Saturday, August 27, 2016

What's Elizabeth Reading? ...Kurt Vonnegut

Now, who was I reading that made me realize I hadn't read any Kurt Vonnegut? Oh, that's right. Anna Quindlen. I still need to do an actual post about that book, don't I?

Anyway, Kurt Vonnegut is one of those literary names you hear thrown around relatively often, like Hemingway or Virginia Woolf, and I hadn't read any of his work yet. Also, I figured it was time for a small break from all the autobiographies.

I went to the library and picked up Vonnegut's Slaughterhouse-Five, which I'd heard of and read was a good book of his to start with.
Image result for slaughterhouse-five
Leave it to me to take a break from reading autobiographies by reading what amounted to a personal historical fiction.

Vonnegut had taken a major event in his life, the bombing of Dresden, Germany, during WWII, and placed a fictional character in it. Vonnegut shows up in his own story, multiple times, and at the beginning admits that much of the story is true. So it's a historical fiction ... off a memoir.

I didn't even know people did that. Then again, I'm learning that there are many styles of autobiography. So far:

Alan Alda -- Scenes and stories from life focused on a set of themes, written out of order.
Malala Yousafzai -- Scenes and stories from life set in detailed backdrop of a culture's history
Anna Quindlen -- A reflection on a generation and how it has changed and grown
Kurt Vonnegut -- Making a fictional character go through your life instead

... But giving him adventures that are much more exciting, I'm sure, because he is kidnapped by aliens and does an awful lot of time travelling within his own lifetime. The character relives portions of his life over and over, in whatever order fate throws him into them. He has even experienced his own death a number of times.

A couple criticisms, though, need to be thrown in. First, and it's a style choice, but I wasn't fond of how often Vonnegut said "So it goes." It was his comment after every death, or mention of death (a fur coat, for instance), in the book. It got too repetitive for me and lost its profundity. That does tell you that there is a lot of death in this book, though. Also a lot of crudity. For the record.

My second criticism is that Vonnegut's first chapter reads like a forward, or an introduction, and that's what it should have been. The book actually begins in Chapter Two. Perhaps he wanted to make absolutely sure his introduction was read? Chapter One gives a background to the book itself and says that the story starts with the sentence that opens Chapter Two.

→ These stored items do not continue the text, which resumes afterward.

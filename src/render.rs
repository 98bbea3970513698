/*
 * Render Target Module
 *
 * The simulation core never draws; it emits already-computed geometry
 * through the RenderTarget trait. DrawTarget is the nannou-backed
 * implementation used by the host app; tests substitute a recording
 * implementation instead.
 */

use nannou::prelude::*;

pub trait RenderTarget {
    // Closed outline, no fill
    fn open_polygon(&mut self, hue: f32, vertices: &[Point2]);
    // Filled region from a single vertex run (inner run then reversed outer)
    fn filled_polygon(&mut self, hue: f32, vertices: &[Point2]);
    fn line_segment(&mut self, hue: f32, a: Point2, b: Point2);
}

// nannou Draw adapter. The caller is expected to have applied blend mode
// and coordinate translation to the Draw before wrapping it.
pub struct DrawTarget<'a> {
    draw: &'a Draw,
    stroke_weight: f32,
}

impl<'a> DrawTarget<'a> {
    pub fn new(draw: &'a Draw) -> Self {
        Self {
            draw,
            stroke_weight: 2.0,
        }
    }
}

impl RenderTarget for DrawTarget<'_> {
    fn open_polygon(&mut self, hue: f32, vertices: &[Point2]) {
        self.draw
            .polyline()
            .weight(self.stroke_weight)
            .points_closed(vertices.iter().cloned())
            .color(hsv(hue, 1.0, 1.0));
    }

    fn filled_polygon(&mut self, hue: f32, vertices: &[Point2]) {
        self.draw
            .polygon()
            .points(vertices.iter().cloned())
            .color(hsv(hue, 1.0, 1.0));
    }

    fn line_segment(&mut self, hue: f32, a: Point2, b: Point2) {
        self.draw
            .line()
            .start(a)
            .end(b)
            .weight(self.stroke_weight)
            .color(hsv(hue, 1.0, 1.0));
    }
}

It also gives away the last line, interestingly enough. A bird gets the final say with the sound "poo-tee-weet?"

What's also interesting about that bird is that Vonnegut says after a massacre of Dresden's magnitude, no one is supposed to be alive to say anything about it, and indeed, there isn't much at all to be said. Birds say the only thing that can be said, "poo-tee-weet."

Image result for kurt vonnegut
Vonnegut. I didn't imagine the curly
hair, personally, but that really doesn't matter.
It's weird because he finishes a book that is largely dedicated to discussing and talking about the Dresden bombing by saying that there's really nothing that can be said about it.

Maybe it's a reminder of that concept? Maybe he gives the bird the last word because he thinks that, after it all, that is really the best last word.

How do you choose to end an autobiography? Alda and Quindlen both wrote more than one autobiography, making it less of an issue for them. Malala is only 20 right now, so I'm betting she'll come out with a sequel at some point, too.

Is one's gravestone really the last word in their autobiography? Perhaps not, since most people don't write the text for their own gravestones, but I think there is some poetry in ending an autobiography with your name and dates. People who know and love you see your name and it encapsulates everything you are. It means you. As for the dates, those are for the strangers who stop by and wonder what was going on in your lifetime. It's a kind of marker, placing you in history. My name is Elizabeth, and my place began in 1991.